[Collected data entries]
impl Path {
    /// Create a path relative to `root`.
    ///
    /// Absolute inputs are always rooted at [`Root::Absolute`].
    ///
    /// # Errors
    ///
    /// Fails if the path escapes its root, if `root` is
    /// [`Root::Absolute`] but the path is relative, or if a drive letter is
    /// attached to a relative path.
    pub fn new(raw: &str, root: Root) -> Result<Self, PathError> {
        Self::build(raw, root, false, None)
    }

    /// Create a path that names a directory.
    ///
    /// # Errors
    ///
    /// As for [`Path::new`].
    pub fn directory(raw: &str, root: Root) -> Result<Self, PathError> {
        Self::build(raw, root, false, Some(true))
    }

    fn build(
        raw: &str,
        requested: Root,
        destdir: bool,
        directory: Option<bool>,
    ) -> Result<Self, PathError> {
        if destdir && !requested.is_install() && requested != Root::Absolute {
            return Err(PathError::DestDirRoot);
        }
        let Normalized {
            drive,
            path,
            is_dir,
        } = normalize(raw)?;
        let root = if path.starts_with('/') {
            Root::Absolute
        } else if requested == Root::Absolute {
            return Err(PathError::NotAbsolute(raw.to_owned()));
        } else {
            requested
        };
        if path == ".." || path.starts_with("../") {
            return Err(PathError::EscapesRoot(raw.to_owned()));
        }
        let directory = directory.unwrap_or(false) || is_dir || path.is_empty();
        Ok(Self {
            suffix: format!("{drive}{path}"),
            root,
            destdir,
            directory,
        })
    }

    /// The normalised path text after the root.
    #[must_use]
    pub fn suffix(&self) -> &str {
        &self.suffix
    }

    /// The root this path is relative to.
    #[must_use]
    pub const fn root(&self) -> Root {
        self.root
    }

    /// Whether the path is prefixed by the staging directory when installed.
    #[must_use]
    pub const fn has_destdir(&self) -> bool {
        self.destdir
    }

    /// Whether the path names a directory.
    #[must_use]
    pub const fn is_directory(&self) -> bool {
        self.directory
    }

    /// Return the same path marked as a directory.
    #[must_use]
    pub fn as_directory(&self) -> Self {
        Self {
            directory: true,
            ..self.clone()
        }
    }

    /// The containing directory.
    ///
    /// # Errors
    ///
    /// Returns [`PathError::AtRoot`] for an empty suffix.
    pub fn parent(&self) -> Result<Self, PathError> {
        if self.suffix.is_empty() {
            return Err(PathError::AtRoot);
        }
        let dir = self.suffix.rfind('/').map_or("", |i| {
            let head = self.suffix.get(..i).unwrap_or_default();
            if head.is_empty() { "/" } else { head }
        });
        Ok(Self {
            suffix: dir.to_owned(),
            root: self.root,
            destdir: self.destdir,
            directory: true,
        })
    }

    /// Append a relative (or absolute) path.
    ///
    /// # Errors
    ///
    /// Fails if the result escapes the root.
    pub fn append(&self, segment: &str) -> Result<Self, PathError> {
        let joined = if segment.starts_with('/') || !split_drive(segment).0.is_empty() {
            segment.to_owned()
        } else if self.suffix.is_empty() {
            segment.to_owned()
        } else {
            format!("{}/{segment}", self.suffix)
        };
        let normal = normalize(&joined)?;
        if normal.path == ".." || normal.path.starts_with("../") {
            return Err(PathError::EscapesRoot(joined));
        }
        let root = if normal.path.starts_with('/') {
            Root::Absolute
        } else {
            self.root
        };
        Ok(Self {
            suffix: format!("{}{}", normal.drive, normal.path),
            root,
            destdir: self.destdir,
            directory: normal.is_dir || normal.path.is_empty(),
        })
    }

    /// The extension of the final component, including the dot.
    #[must_use]
    pub fn ext(&self) -> &str {
        splitext(&self.suffix).1
    }

    /// Append `ext` to the final component.
    #[must_use]
    pub fn add_ext(&self, ext: &str) -> Self {
        Self {
            suffix: format!("{}{ext}", self.suffix),
            ..self.clone()
        }
    }

    /// Remove the extension, optionally replacing it.
    #[must_use]
    pub fn strip_ext(&self, replacement: Option<&str>) -> Self {
        let stem = splitext(&self.suffix).0;
        Self {
            suffix: format!("{stem}{}", replacement.unwrap_or_default()),
            ..self.clone()
        }
    }

    /// The final component.
    #[must_use]
    pub fn basename(&self) -> &str {
        self.suffix.rsplit('/').next().unwrap_or_default()
    }

    /// The components of the suffix.
    #[must_use]
    pub fn split(&self) -> Vec<&str> {
        if self.suffix.is_empty() {
            Vec::new()
        } else {
            self.suffix.split('/').collect()
        }
    }

    /// The same suffix relative to a different root.
    #[must_use]
    pub fn reroot(&self, root: Root) -> Self {
        Self {
            root,
            ..self.clone()
        }
    }

    /// Express this path relative to `start`, prefixed by `prefix`.
    ///
    /// Absolute paths are returned unchanged.
    ///
    /// # Errors
    ///
    /// Returns [`PathError::RootMismatch`] when the roots differ.
    pub fn relpath(&self, start: &Self, prefix: &str) -> Result<String, PathError> {
        if self.root == Root::Absolute {
            return Ok(self.suffix.clone());
        }
        if self.root != start.root {
            return Err(PathError::RootMismatch {
                path: self.to_string(),
                start: start.to_string(),
            });
        }
        let ours = self.split();
        let theirs = start.split();
        let common = ours
            .iter()
            .zip(theirs.iter())
            .take_while(|(a, b)| a == b)
            .count();
        let mut parts: Vec<&str> = theirs.iter().skip(common).map(|_| "..").collect();
        parts.extend(ours.iter().skip(common));
        let rel = if parts.is_empty() {
            ".".to_owned()
        } else {
            parts.join("/")
        };
        Ok(match (prefix.is_empty(), rel.as_str()) {
            (true, _) => rel,
            (false, ".") => prefix.to_owned(),
            (false, _) => format!("{}/{rel}", prefix.trim_end_matches('/')),
        })
    }

    /// Resolve this path using a backend's root spellings.
    ///
    /// Roots without a spelling produce a bare relative path (`.` when the
    /// suffix is empty). When `executable` is set, a bare program name in the
    /// current directory is prefixed with `./` so the shell does not search
    /// `PATH` for it.
    #[must_use]
    pub fn realize(&self, vars: &PathVars, executable: bool) -> SafeStr {
        let (mut base, separate) = if self.root == Root::Absolute {
            (None, false)
        } else {
            (vars.get(self.root).cloned(), true)
        };
        if executable && base.is_none() && !self.suffix.contains('/') {
            base = Some(SafeStr::text("."));
        }
        if self.destdir
            && let Some(destdir) = vars.destdir()
        {
            base = Some(match base {
                None => destdir.clone(),
                Some(root) => concat(destdir.clone(), root),
            });
        }
        match base {
            None if self.suffix.is_empty() => SafeStr::text("."),
            None => SafeStr::text(self.suffix.clone()),
            Some(root) if self.suffix.is_empty() => root,
            Some(root) if separate => concat(root, format!("/{}", self.suffix)),
            Some(root) => concat(root, self.suffix.clone()),
        }
    }

    /// Resolve this path against concrete directories.
    ///
    /// # Errors
    ///
    /// Returns [`PathError::UnknownBase`] if `bases` lacks this path's root.
    pub fn string(&self, bases: &BaseDirs) -> Result<Utf8PathBuf, PathError> {
        if self.root == Root::Absolute {
            return Ok(Utf8PathBuf::from(&self.suffix));
        }
        let base = bases
            .get(&self.root)
            .ok_or(PathError::UnknownBase(self.root))?;
        Ok(if self.suffix.is_empty() {
            base.clone()
        } else {
            base.join(&self.suffix)
        })
    }

    fn key(&self) -> (Root, &str, bool) {
        (self.root, self.suffix.as_str(), self.destdir)
    }
}

impl PartialEq for Path {
    fn eq(&self, other: &Self) -> bool {
        self.key() == other.key()
    }
}

impl Eq for Path {}

impl Hash for Path {
    fn hash<H: Hasher>(&self, state: &mut H) {
        self.key().hash(state);
    }
}

impl PartialOrd for Path {
    fn partial_cmp(&self, other: &Self) -> Option<Ordering> {
        Some(self.cmp(other))
    }
}

impl Ord for Path {
    fn cmp(&self, other: &Self) -> Ordering {
        self.key().cmp(&other.key())
    }
}

impl fmt::Display for Path {
    fn fmt(&self, f: &mut fmt::Formatter<'_>) -> fmt::Result {
        if self.destdir {
            f.write_str("$(DESTDIR)")?;
        }
        match self.root {
            Root::Absolute => f.write_str(&self.suffix),
            Root::BuildDir if self.suffix.is_empty() => f.write_str("."),
            Root::BuildDir => f.write_str(&self.suffix),
            root if self.suffix.is_empty() => write!(f, "$({root})"),
            root => write!(f, "$({root})/{}", self.suffix),
        }
    }
}

/// Map a built or source file to its installed location under `root`.
///
/// Source files keep only their file name; build files keep their path
/// relative to the build directory.
///
/// # Errors
///
/// Returns [`PathError::AbsoluteInstall`] for absolute paths.
pub fn install_path(path: &Path, root: Root) -> Result<Path, PathError> {
    if path.root == Root::Absolute {
        return Err(PathError::AbsoluteInstall(path.suffix.clone()));
    }
    let suffix = match path.root {
        Root::SrcDir if path.directory => "",
        Root::SrcDir => path.basename(),
        _ => path.suffix.as_str(),
    };
    Path::build(suffix, root, true, Some(path.directory))
}

/// The longest common directory prefix of `paths`, if they share a root.
#[must_use]
pub fn commonprefix(paths: &[Path]) -> Option<Path> {
    let first = paths.first()?;
    if paths.iter().any(|p| p.root != first.root) {
        return None;
    }
    let split: Vec<Vec<&str>> = paths.iter().map(Path::split).collect();
    let lo = split.iter().min()?;
    let hi = split.iter().max()?;
    let common = lo.iter().zip(hi.iter()).take_while(|(a, b)| a == b).count();
    let prefix = lo.iter().take(common).copied().collect::<Vec<_>>().join("/");
    Some(Path {
        suffix: prefix,
        root: first.root,
        destdir: false,
        directory: true,
    })
}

Problem description.
Wherever the line holding "let head = self.suffix.get(..i).unwrap_or_default();" falls in the entries above, copy exactly from it through the line holding "pub fn append(&self, segment: &str)", inclusive, and add nothing.

Response for this exercise.
            let head = self.suffix.get(..i).unwrap_or_default();
            if head.is_empty() { "/" } else { head }
        });
        Ok(Self {
            suffix: dir.to_owned(),
            root: self.root,
            destdir: self.destdir,
            directory: true,
        })
    }

    /// Append a relative (or absolute) path.
    ///
    /// # Errors
    ///
    /// Fails if the result escapes the root.
    pub fn append(&self, segment: &str) -> Result<Self, PathError> {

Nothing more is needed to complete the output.